Copy out each line of the data that holds the word "PriceTagView".
Segment Open
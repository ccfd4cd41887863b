use contracts::domain::a003_catalog::aggregate::Catalog;
use contracts::shared::contact::CONTACT;
use contracts::shared::loading::{BOOT, DONE};
use contracts::shared::outbound::{mailto_link, tel_link, whatsapp_chat_link};
use leptos::prelude::*;

use crate::domain::a001_catalog::ui::list::{CatalogList, CATALOG_SECTION_ID};
use crate::domain::a001_catalog::ui::loading::{start_catalog_load, LoadingScreen};
use crate::layout::footer::Footer;
use crate::layout::header::NavBar;
use crate::shared::browser::scroll_to_section;
use crate::shared::icons::icon;

/// Карточки секции "Sobre": (иконка, заголовок, текст)
const ABOUT_CARDS: [(&str, &str, &str); 4] = [
    ("bolt", "Performance", "Sistemas otimizados para máxima velocidade e eficiência"),
    ("mobile", "Responsivo", "Funciona perfeitamente em todos os dispositivos"),
    ("tools", "Manutenção", "Suporte contínuo e atualizações regulares"),
    ("lightbulb", "Inovação", "Soluções com as mais recentes tecnologias"),
];

/// Главная: пока каталог грузится, вместо страницы экран загрузки
#[component]
pub fn HomePage() -> impl IntoView {
    let stage = RwSignal::new(Some(BOOT));
    let catalog = RwSignal::new(Catalog::default());

    start_catalog_load(stage, catalog);

    view! {
        <Show
            when=move || stage.with(Option::is_none)
            fallback=move || view! {
                <LoadingScreen stage=Signal::derive(move || stage.get().unwrap_or(DONE)) />
            }
        >
            <Hero />
            <NavBar />
            <main class="content">
                <About />
                <CatalogList catalog=catalog />
                <CallToAction />
                <Contact />
            </main>
            <Footer />
        </Show>
    }
}

#[component]
fn Hero() -> impl IntoView {
    view! {
        <header class="hero">
            <div class="hero__overlay"></div>
            <div class="hero__content">
                <h1 class="hero__title">"Lazarus Tecnologia"</h1>
                <p class="hero__subtitle">"Soluções digitais inteligentes para seu negócio crescer"</p>
                <button class="hero__button" on:click=move |_| scroll_to_section(CATALOG_SECTION_ID)>
                    "Ver Produtos " {icon("arrow-right")}
                </button>
            </div>
        </header>
    }
}

#[component]
fn About() -> impl IntoView {
    view! {
        <section id="sobre" class="about-section">
            <div class="container">
                <h2 class="section-title">"Por que escolher a Lazarus?"</h2>
                <p class="about-section__text">
                    "Somos especialistas em transformar ideias em soluções digitais eficientes. \
                     Com tecnologia de ponta e design intuitivo, criamos ferramentas que realmente \
                     fazem a diferença no seu negócio."
                </p>
                <div class="about-grid">
                    {ABOUT_CARDS.iter().map(|(icon_name, title, text)| view! {
                        <div class="about-card">
                            <div class="about-card__icon">{icon(icon_name)}</div>
                            <h3>{*title}</h3>
                            <p>{*text}</p>
                        </div>
                    }).collect_view()}
                </div>
            </div>
        </section>
    }
}

#[component]
fn CallToAction() -> impl IntoView {
    view! {
        <section class="cta-section">
            <div class="container">
                <h2 class="cta-section__title">"Pronto para transformar seu negócio?"</h2>
                <p class="cta-section__text">"Entre em contato agora mesmo e receba uma consultoria gratuita"</p>
                <a
                    class="cta-section__button"
                    href=whatsapp_chat_link(CONTACT.whatsapp_phone)
                    target="_blank"
                    rel="noopener noreferrer"
                >
                    {icon("whatsapp")} " Falar no WhatsApp"
                </a>
            </div>
        </section>
    }
}

#[component]
fn Contact() -> impl IntoView {
    view! {
        <section id="contato" class="contact-section">
            <div class="container">
                <h2 class="section-title">"Entre em Contato"</h2>
                <div class="contact-grid">
                    <div class="contact-info">
                        <h3>"Informações de Contato"</h3>
                        <div class="contact-item">
                            {icon("whatsapp")}
                            <div>
                                <h4>"WhatsApp"</h4>
                                <a
                                    href=whatsapp_chat_link(CONTACT.whatsapp_phone)
                                    target="_blank"
                                    rel="noopener noreferrer"
                                >
                                    {CONTACT.phone_display}
                                </a>
                            </div>
                        </div>
                        <div class="contact-item">
                            {icon("phone")}
                            <div>
                                <h4>"Telefone"</h4>
                                <a href=tel_link(CONTACT.whatsapp_phone)>{CONTACT.phone_display}</a>
                            </div>
                        </div>
                        <div class="contact-item">
                            {icon("envelope")}
                            <div>
                                <h4>"Email"</h4>
                                <a href=mailto_link(CONTACT.email)>{CONTACT.email}</a>
                            </div>
                        </div>
                    </div>
                    <div class="contact-location">
                        <h3>"Onde estamos"</h3>
                        <div class="contact-item">
                            {icon("map-pin")}
                            <div>
                                <p>{CONTACT.location}</p>
                                <p>{CONTACT.coverage}</p>
                            </div>
                        </div>
                    </div>
                </div>
            </div>
        </section>
    }
}
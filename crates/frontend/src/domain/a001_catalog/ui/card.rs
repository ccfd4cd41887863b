use contracts::domain::a001_product::aggregate::Product;
use contracts::shared::outbound::OutboundAction;
use leptos::prelude::*;
use leptos_router::hooks::use_navigate;

use super::actions::dispatch;
use crate::shared::components::price_tag::PriceTagView;
use crate::shared::icons::icon;

/// Сколько пунктов `recursos` видно на карточке
pub const CARD_FEATURES: usize = 3;

/// Фон изображения товара с подложкой цвета товара
pub fn image_style(product: &Product) -> String {
    format!(
        "background-image: url('{}'); background-color: {}20;",
        product.image_url, product.color
    )
}

#[component]
pub fn ProductCard(product: Product) -> impl IntoView {
    let navigate = use_navigate();
    let details_path = product.details_path();

    let demo = OutboundAction::demo(&product);
    let purchase = OutboundAction::purchase(&product);
    let quote = OutboundAction::quote(&product);

    let features = product.preview_features(CARD_FEATURES).to_vec();
    let style = image_style(&product);
    let name = product.name.clone();
    let description = product.description.clone();

    view! {
        <article class="product-card">
            <div class="product-card__image" style=style></div>
            <div class="product-card__body">
                <h3 class="product-card__name">{name}</h3>
                <p class="product-card__description">{description}</p>
                <ul class="product-card__features">
                    {features.into_iter().map(|feature| view! {
                        <li>{icon("check")}<span>{feature}</span></li>
                    }).collect_view()}
                </ul>
                <PriceTagView product=product />
                <div class="product-card__actions">
                    {demo.map(|action| view! {
                        <button class="btn btn--outline" on:click=move |_| dispatch(&action)>
                            {icon("eye")} " Ver Demo"
                        </button>
                    })}
                    <button
                        class="btn btn--secondary"
                        on:click=move |_| navigate(&details_path, Default::default())
                    >
                        {icon("info")} " Detalhes"
                    </button>
                    <button class="btn btn--primary" on:click=move |_| dispatch(&purchase)>
                        {icon("cart")} " Comprar"
                    </button>
                    <button class="btn btn--whatsapp" on:click=move |_| dispatch(&quote)>
                        {icon("whatsapp")} " Solicitar Orçamento"
                    </button>
                </div>
            </div>
        </article>
    }
}

#[cfg(test)]
mod tests {
    use super::*;

    #[test]
    fn test_image_style_tints_with_product_color() {
        let product: Product = serde_json::from_str(
            r##"{"id": 1, "nome": "Site", "slug": "site", "descricao": "", "preco": "R$ 10,00",
                "imagem": "/img/site.png", "cor": "#ff6b35"}"##,
        )
        .unwrap();
        assert_eq!(
            image_style(&product),
            "background-image: url('/img/site.png'); background-color: #ff6b3520;"
        );
    }
}
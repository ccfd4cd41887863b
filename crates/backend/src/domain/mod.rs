pub mod a003_catalog;
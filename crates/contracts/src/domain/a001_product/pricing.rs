//! Ценник карточки: имитация скидки и рассрочка.
//!
//! Скидка косметическая: никакого ценового источника за ней нет, правило
//! детерминированно зависит только от идентификатора товара.

use serde::{Deserialize, Serialize};

use super::aggregate::Product;
use crate::shared::price::{apply_discount, format_brl, installment_amount, parse_price};

/// Размер имитируемой скидки, %
pub const DISCOUNT_PERCENT: u8 = 15;
/// Товар со скидкой, если его числовой id делится на это число
pub const DISCOUNT_ID_DIVISOR: u64 = 3;
/// Количество платежей в строке рассрочки
pub const INSTALLMENTS: u32 = 12;

/// Рассчитанная скидка в сентаво
#[derive(Debug, Clone, Copy, PartialEq, Eq, Serialize, Deserialize)]
pub struct SimulatedDiscount {
    pub original_cents: i64,
    pub discounted_cents: i64,
    pub percent: u8,
}

/// Скидка для товара, если правило срабатывает и цена разбирается
pub fn simulated_discount(product: &Product) -> Option<SimulatedDiscount> {
    let id = product.id.as_number()?;
    if id % DISCOUNT_ID_DIVISOR != 0 {
        return None;
    }
    let price = parse_price(&product.price)?;
    Some(SimulatedDiscount {
        original_cents: price.cents,
        discounted_cents: apply_discount(price.cents, DISCOUNT_PERCENT),
        percent: DISCOUNT_PERCENT,
    })
}

pub fn has_simulated_discount(product: &Product) -> bool {
    simulated_discount(product).is_some()
}

/// Готовые к показу строки ценника
#[derive(Debug, Clone, PartialEq, Eq, Serialize, Deserialize)]
pub struct PriceTag {
    /// Текущая цена; при ошибке разбора исходная строка как есть
    pub current: String,
    /// Зачёркнутая исходная цена (только при скидке)
    pub original: Option<String>,
    pub discount_percent: Option<u8>,
    /// "ou 12x de R$ 166,42", только для разовой цены без хвоста
    pub installments: Option<String>,
}

impl PriceTag {
    pub fn for_product(product: &Product) -> Self {
        let Some(price) = parse_price(&product.price) else {
            return Self::verbatim(&product.price);
        };

        let discount = simulated_discount(product);
        let effective_cents = discount.map_or(price.cents, |d| d.discounted_cents);

        let installments = price.suffix.is_empty().then(|| {
            format!(
                "ou {}x de {}",
                INSTALLMENTS,
                format_brl(installment_amount(effective_cents, INSTALLMENTS))
            )
        });

        match discount {
            Some(d) => Self {
                current: price.display_with(d.discounted_cents),
                original: Some(product.price.trim().to_string()),
                discount_percent: Some(d.percent),
                installments,
            },
            None => Self {
                current: product.price.trim().to_string(),
                original: None,
                discount_percent: None,
                installments,
            },
        }
    }

    fn verbatim(raw: &str) -> Self {
        Self {
            current: raw.to_string(),
            original: None,
            discount_percent: None,
            installments: None,
        }
    }

    pub fn has_discount(&self) -> bool {
        self.discount_percent.is_some()
    }
}

#[cfg(test)]
mod tests {
    use super::*;
    use crate::domain::a001_product::aggregate::ProductId;

    fn product(id: &str, price: &str) -> Product {
        Product {
            id: ProductId::new(id),
            name: format!("Produto {}", id),
            slug: format!("produto-{}", id),
            description: String::new(),
            detailed_description: String::new(),
            price: price.to_string(),
            image_url: String::new(),
            demo_url: None,
            details_url: None,
            purchase_url: String::new(),
            features: vec![],
            icon: String::new(),
            color: String::new(),
            category: String::new(),
        }
    }

    #[test]
    fn test_discount_only_for_ids_divisible_by_three() {
        for id in 1..=12_u64 {
            let p = product(&id.to_string(), "R$ 100,00");
            let d = simulated_discount(&p);
            if id % 3 == 0 {
                let d = d.unwrap();
                assert_eq!(d.original_cents, 10000);
                assert_eq!(d.discounted_cents, 8500);
            } else {
                assert!(d.is_none(), "id {}", id);
            }
        }
    }

    #[test]
    fn test_no_discount_for_textual_id_or_unparsed_price() {
        assert!(!has_simulated_discount(&product("abc", "R$ 100,00")));
        assert!(!has_simulated_discount(&product("6", "Sob consulta")));
    }

    #[test]
    fn test_price_tag_with_discount_and_installments() {
        let tag = PriceTag::for_product(&product("3", "R$ 1.200,00"));
        assert_eq!(tag.current, "R$ 1.020,00");
        assert_eq!(tag.original.as_deref(), Some("R$ 1.200,00"));
        assert_eq!(tag.discount_percent, Some(15));
        assert_eq!(tag.installments.as_deref(), Some("ou 12x de R$ 85,00"));
    }

    #[test]
    fn test_price_tag_without_discount_keeps_original_text() {
        let tag = PriceTag::for_product(&product("1", "R$ 1.997"));
        assert_eq!(tag.current, "R$ 1.997");
        assert!(!tag.has_discount());
        assert_eq!(tag.installments.as_deref(), Some("ou 12x de R$ 166,42"));
    }

    #[test]
    fn test_price_tag_suffix_suppresses_installments() {
        let tag = PriceTag::for_product(&product("9", "R$ 97/mês"));
        assert_eq!(tag.current, "R$ 82,45/mês");
        assert_eq!(tag.installments, None);
    }

    #[test]
    fn test_price_tag_for_huge_amounts() {
        let tag = PriceTag::for_product(&product("3", "R$ 90.000.000.000.000.000,00"));
        assert_eq!(tag.current, "R$ 76.500.000.000.000.000,00");
        assert_eq!(
            tag.installments.as_deref(),
            Some("ou 12x de R$ 6.375.000.000.000.000,00")
        );

        let tag = PriceTag::for_product(&product("1", "R$ 50.000.000.000.000.000,00"));
        assert_eq!(
            tag.installments.as_deref(),
            Some("ou 12x de R$ 4.166.666.666.666.666,67")
        );
    }

    #[test]
    fn test_price_tag_unparsed_is_verbatim() {
        let tag = PriceTag::for_product(&product("3", "Sob consulta"));
        assert_eq!(tag.current, "Sob consulta");
        assert_eq!(tag.original, None);
        assert_eq!(tag.discount_percent, None);
        assert_eq!(tag.installments, None);
    }
}
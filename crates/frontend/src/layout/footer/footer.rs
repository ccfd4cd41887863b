use contracts::shared::contact::CONTACT;
use contracts::shared::outbound::{mailto_link, whatsapp_chat_link};
use leptos::prelude::*;

use crate::layout::header::NAV_SECTIONS;
use crate::shared::browser::{current_year, scroll_to_section};
use crate::shared::icons::icon;

/// Подвал сайта. `compact` оставляет только логотип и копирайт.
#[component]
pub fn Footer(#[prop(optional)] compact: bool) -> impl IntoView {
    let year = current_year();

    view! {
        <footer class="footer">
            <div class="container">
                <div class="footer__content">
                    <div class="footer__logo">
                        <span class="logo-text">"LAZARUS"</span>
                        <span class="logo-tech">"TECHNOLOGY"</span>
                        <p class="footer__slogan">"Transformando ideias em soluções digitais"</p>
                    </div>

                    {(!compact).then(|| view! {
                        <div class="footer__links">
                            <h4>"Links Rápidos"</h4>
                            {NAV_SECTIONS.iter().map(|(id, label)| {
                                let id = *id;
                                view! {
                                    <button on:click=move |_| scroll_to_section(id)>{*label}</button>
                                }
                            }).collect_view()}
                        </div>
                        <div class="footer__social">
                            <h4>"Conecte-se"</h4>
                            <div class="social-icons">
                                <a
                                    class="social-icon"
                                    href=whatsapp_chat_link(CONTACT.whatsapp_phone)
                                    target="_blank"
                                    rel="noopener noreferrer"
                                >
                                    {icon("whatsapp")}
                                </a>
                                <a
                                    class="social-icon"
                                    href=CONTACT.instagram_url
                                    target="_blank"
                                    rel="noopener noreferrer"
                                >
                                    {icon("instagram")}
                                </a>
                                <a class="social-icon" href=mailto_link(CONTACT.email)>
                                    {icon("envelope")}
                                </a>
                            </div>
                        </div>
                    })}
                </div>

                <div class="footer__bottom">
                    <p>{format!("© {} {}. Todos os direitos reservados.", year, CONTACT.company)}</p>
                    <p>"Desenvolvido para transformar negócios"</p>
                </div>
            </div>
        </footer>
    }
}
pub mod domain;
pub mod enums;
pub mod shared;
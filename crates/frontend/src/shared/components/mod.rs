pub mod pagination_controls;
pub mod price_tag;
pub mod ui;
Segment Closed
» WORKED SOLUTION:
use crate::shared::components::price_tag::PriceTagView;
                <PriceTagView product=product />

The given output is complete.